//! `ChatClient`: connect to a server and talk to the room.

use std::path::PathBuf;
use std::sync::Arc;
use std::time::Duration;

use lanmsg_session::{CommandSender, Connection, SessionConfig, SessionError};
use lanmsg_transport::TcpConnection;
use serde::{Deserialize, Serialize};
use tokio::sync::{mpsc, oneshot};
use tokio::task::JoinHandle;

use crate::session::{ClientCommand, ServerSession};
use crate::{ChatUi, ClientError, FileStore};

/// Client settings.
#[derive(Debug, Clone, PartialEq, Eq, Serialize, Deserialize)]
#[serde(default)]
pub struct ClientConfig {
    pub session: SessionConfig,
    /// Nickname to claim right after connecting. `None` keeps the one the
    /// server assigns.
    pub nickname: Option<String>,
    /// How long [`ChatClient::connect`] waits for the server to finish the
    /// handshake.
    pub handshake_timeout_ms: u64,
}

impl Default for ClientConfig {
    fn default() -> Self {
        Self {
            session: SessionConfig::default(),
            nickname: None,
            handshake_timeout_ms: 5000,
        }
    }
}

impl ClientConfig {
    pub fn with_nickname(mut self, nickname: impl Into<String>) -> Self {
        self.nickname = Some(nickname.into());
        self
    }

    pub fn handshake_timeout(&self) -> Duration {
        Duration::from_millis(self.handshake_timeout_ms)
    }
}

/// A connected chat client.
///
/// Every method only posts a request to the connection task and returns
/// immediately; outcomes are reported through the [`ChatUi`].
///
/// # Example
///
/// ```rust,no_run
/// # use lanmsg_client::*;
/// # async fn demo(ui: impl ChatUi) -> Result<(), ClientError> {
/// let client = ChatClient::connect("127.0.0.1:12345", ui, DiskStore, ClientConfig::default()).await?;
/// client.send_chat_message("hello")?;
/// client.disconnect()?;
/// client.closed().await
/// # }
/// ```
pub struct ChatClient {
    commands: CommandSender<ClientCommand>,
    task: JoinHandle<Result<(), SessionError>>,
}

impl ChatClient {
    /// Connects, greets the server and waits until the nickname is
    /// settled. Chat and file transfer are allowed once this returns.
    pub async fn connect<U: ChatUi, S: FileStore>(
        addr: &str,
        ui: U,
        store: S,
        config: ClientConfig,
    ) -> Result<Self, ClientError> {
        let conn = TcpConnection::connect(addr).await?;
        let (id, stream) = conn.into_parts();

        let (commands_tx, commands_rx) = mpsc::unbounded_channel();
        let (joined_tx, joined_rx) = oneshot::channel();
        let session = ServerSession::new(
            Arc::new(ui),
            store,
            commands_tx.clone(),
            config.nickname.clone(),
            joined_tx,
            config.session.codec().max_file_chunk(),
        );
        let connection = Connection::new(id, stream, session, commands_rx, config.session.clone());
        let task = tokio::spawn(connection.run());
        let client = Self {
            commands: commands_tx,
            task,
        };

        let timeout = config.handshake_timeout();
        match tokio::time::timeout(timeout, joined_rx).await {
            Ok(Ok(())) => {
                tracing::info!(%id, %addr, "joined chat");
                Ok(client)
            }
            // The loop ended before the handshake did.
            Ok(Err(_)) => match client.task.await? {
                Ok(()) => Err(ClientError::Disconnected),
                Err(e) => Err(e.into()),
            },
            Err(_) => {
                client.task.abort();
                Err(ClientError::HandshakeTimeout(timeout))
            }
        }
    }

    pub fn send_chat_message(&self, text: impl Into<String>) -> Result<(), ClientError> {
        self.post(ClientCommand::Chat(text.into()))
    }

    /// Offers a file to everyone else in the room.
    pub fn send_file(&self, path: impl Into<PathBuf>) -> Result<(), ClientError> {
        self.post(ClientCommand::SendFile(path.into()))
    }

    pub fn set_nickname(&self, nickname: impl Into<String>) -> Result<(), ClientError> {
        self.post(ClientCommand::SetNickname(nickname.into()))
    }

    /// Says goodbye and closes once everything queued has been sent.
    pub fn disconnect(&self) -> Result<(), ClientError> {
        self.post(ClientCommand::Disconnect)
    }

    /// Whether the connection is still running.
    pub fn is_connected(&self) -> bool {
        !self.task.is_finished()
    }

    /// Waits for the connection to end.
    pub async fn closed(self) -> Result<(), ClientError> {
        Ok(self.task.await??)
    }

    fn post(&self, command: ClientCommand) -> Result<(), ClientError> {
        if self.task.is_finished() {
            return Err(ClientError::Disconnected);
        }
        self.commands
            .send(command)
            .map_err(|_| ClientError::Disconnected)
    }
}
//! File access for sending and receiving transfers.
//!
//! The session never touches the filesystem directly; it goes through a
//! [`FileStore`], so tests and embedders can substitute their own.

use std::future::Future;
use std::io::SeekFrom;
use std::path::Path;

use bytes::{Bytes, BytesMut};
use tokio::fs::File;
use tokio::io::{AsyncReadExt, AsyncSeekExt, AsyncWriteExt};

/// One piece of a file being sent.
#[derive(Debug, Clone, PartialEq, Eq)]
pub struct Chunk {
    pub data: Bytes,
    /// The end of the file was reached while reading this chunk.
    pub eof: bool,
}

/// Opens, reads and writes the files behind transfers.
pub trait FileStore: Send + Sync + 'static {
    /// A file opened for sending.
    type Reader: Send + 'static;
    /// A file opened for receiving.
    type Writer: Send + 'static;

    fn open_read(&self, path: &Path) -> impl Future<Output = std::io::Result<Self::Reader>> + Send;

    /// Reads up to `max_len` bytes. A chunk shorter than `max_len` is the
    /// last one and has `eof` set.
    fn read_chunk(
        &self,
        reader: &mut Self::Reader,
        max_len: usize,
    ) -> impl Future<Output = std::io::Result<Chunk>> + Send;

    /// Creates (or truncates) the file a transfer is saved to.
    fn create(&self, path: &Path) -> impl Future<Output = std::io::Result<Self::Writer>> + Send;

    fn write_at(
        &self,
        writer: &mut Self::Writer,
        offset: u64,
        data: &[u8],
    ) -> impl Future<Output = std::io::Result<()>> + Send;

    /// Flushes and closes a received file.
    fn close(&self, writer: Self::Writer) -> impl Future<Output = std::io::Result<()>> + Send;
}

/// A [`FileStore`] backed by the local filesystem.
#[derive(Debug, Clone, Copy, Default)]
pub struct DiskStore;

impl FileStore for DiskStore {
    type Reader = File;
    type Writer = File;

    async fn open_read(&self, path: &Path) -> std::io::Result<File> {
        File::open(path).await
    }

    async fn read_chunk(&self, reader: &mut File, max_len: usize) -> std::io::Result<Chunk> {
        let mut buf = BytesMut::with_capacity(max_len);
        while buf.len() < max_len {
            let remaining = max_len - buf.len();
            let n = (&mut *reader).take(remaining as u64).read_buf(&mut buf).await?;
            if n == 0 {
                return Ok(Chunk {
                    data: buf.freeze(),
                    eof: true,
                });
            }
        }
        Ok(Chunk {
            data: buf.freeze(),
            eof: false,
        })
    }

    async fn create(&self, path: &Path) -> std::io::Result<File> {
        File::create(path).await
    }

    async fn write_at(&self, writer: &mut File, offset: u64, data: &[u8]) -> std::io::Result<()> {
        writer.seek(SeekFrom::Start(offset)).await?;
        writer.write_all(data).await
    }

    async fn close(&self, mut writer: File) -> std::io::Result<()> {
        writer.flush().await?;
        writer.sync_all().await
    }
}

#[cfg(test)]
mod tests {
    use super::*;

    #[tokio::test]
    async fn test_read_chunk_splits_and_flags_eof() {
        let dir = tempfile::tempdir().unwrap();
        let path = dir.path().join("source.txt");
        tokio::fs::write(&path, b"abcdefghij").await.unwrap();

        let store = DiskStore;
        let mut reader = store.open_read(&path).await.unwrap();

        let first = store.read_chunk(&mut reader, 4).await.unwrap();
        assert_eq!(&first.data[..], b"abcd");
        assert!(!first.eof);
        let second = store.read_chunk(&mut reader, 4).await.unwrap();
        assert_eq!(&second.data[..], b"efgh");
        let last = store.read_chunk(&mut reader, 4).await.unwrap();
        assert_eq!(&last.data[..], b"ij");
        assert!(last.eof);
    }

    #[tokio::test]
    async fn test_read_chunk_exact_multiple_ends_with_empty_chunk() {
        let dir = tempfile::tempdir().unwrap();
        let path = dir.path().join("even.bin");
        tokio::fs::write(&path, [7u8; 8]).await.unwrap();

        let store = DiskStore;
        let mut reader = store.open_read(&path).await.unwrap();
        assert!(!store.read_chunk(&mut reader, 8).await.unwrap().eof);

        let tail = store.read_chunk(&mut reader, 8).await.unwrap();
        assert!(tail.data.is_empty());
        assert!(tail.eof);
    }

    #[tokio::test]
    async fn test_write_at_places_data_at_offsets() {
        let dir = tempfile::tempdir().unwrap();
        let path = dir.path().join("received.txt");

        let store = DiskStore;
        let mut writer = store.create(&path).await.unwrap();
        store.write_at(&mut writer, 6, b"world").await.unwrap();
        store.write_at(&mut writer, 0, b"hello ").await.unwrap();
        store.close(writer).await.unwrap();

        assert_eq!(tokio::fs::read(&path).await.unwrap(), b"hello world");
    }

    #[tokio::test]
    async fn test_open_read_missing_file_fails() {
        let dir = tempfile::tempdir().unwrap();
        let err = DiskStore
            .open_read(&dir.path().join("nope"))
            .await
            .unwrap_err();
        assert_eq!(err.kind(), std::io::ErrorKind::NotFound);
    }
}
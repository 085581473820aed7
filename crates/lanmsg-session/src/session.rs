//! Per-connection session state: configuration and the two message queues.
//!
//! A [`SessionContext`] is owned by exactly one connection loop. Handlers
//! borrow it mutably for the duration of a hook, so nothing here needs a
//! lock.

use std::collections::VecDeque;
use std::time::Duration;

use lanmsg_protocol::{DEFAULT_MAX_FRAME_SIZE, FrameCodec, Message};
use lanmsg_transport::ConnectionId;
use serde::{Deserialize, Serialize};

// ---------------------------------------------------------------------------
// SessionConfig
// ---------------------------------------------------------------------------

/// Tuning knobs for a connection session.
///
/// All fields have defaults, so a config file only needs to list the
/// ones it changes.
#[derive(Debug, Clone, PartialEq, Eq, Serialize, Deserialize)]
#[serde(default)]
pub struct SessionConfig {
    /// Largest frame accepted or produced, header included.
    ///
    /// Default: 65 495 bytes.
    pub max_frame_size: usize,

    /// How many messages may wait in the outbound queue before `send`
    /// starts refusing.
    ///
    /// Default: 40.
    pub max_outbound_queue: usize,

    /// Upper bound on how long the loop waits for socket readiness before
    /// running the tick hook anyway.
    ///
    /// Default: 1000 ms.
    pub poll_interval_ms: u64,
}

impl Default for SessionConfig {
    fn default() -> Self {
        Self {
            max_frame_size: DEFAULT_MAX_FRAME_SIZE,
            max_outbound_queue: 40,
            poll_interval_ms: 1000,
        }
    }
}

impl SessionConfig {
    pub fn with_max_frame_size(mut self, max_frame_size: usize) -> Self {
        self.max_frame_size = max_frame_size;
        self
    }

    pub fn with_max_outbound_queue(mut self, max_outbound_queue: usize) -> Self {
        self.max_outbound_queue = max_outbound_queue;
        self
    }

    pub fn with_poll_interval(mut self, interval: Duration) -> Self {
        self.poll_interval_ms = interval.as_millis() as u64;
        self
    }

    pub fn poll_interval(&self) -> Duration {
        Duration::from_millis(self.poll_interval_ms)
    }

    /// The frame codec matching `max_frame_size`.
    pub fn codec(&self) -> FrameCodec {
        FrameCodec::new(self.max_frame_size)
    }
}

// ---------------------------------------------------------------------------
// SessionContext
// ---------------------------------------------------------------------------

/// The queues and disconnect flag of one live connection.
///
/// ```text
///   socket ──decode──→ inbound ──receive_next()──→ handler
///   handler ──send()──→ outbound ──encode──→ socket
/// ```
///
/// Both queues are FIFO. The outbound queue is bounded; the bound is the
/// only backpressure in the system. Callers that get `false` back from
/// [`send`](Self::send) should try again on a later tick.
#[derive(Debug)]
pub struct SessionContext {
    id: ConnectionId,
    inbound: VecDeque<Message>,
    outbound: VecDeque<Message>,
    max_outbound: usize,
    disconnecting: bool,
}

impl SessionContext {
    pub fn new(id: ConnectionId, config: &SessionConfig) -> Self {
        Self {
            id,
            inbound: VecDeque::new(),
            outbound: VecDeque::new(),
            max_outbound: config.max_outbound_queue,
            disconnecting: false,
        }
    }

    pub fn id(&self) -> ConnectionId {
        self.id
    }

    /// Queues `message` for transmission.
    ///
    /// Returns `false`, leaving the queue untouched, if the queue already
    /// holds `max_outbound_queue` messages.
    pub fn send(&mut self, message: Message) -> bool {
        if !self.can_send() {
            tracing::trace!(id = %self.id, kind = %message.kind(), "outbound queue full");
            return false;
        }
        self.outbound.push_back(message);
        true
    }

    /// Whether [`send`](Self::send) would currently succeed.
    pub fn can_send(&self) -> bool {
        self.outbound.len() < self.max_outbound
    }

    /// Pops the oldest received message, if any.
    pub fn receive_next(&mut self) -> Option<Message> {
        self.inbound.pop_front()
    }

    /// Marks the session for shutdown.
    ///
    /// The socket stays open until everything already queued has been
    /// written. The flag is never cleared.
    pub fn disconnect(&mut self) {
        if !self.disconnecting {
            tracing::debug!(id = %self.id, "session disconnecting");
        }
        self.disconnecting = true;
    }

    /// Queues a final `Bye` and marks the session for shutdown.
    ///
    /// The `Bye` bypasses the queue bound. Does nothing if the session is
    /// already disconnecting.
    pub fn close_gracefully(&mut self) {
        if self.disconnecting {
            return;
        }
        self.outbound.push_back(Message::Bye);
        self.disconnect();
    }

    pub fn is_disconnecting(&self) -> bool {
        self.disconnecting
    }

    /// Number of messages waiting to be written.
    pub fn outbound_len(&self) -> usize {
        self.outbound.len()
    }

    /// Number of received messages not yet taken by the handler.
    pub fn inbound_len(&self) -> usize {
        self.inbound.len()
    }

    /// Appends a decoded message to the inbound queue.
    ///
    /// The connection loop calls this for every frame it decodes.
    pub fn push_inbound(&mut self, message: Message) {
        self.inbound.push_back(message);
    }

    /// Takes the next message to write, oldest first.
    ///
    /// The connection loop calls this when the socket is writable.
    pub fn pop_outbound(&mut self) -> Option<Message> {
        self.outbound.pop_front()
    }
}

= = = =

Work item:
When you reach the line containing "to be written." in the data above, retype it and each line after it through the final one, exactly as written.

Response area:
    /// Number of messages waiting to be written.
    pub fn outbound_len(&self) -> usize {
        self.outbound.len()
    }

    /// Number of received messages not yet taken by the handler.
    pub fn inbound_len(&self) -> usize {
        self.inbound.len()
    }

    /// Appends a decoded message to the inbound queue.
    ///
    /// The connection loop calls this for every frame it decodes.
    pub fn push_inbound(&mut self, message: Message) {
        self.inbound.push_back(message);
    }

    /// Takes the next message to write, oldest first.
    ///
    /// The connection loop calls this when the socket is writable.
    pub fn pop_outbound(&mut self) -> Option<Message> {
        self.outbound.pop_front()
    }
}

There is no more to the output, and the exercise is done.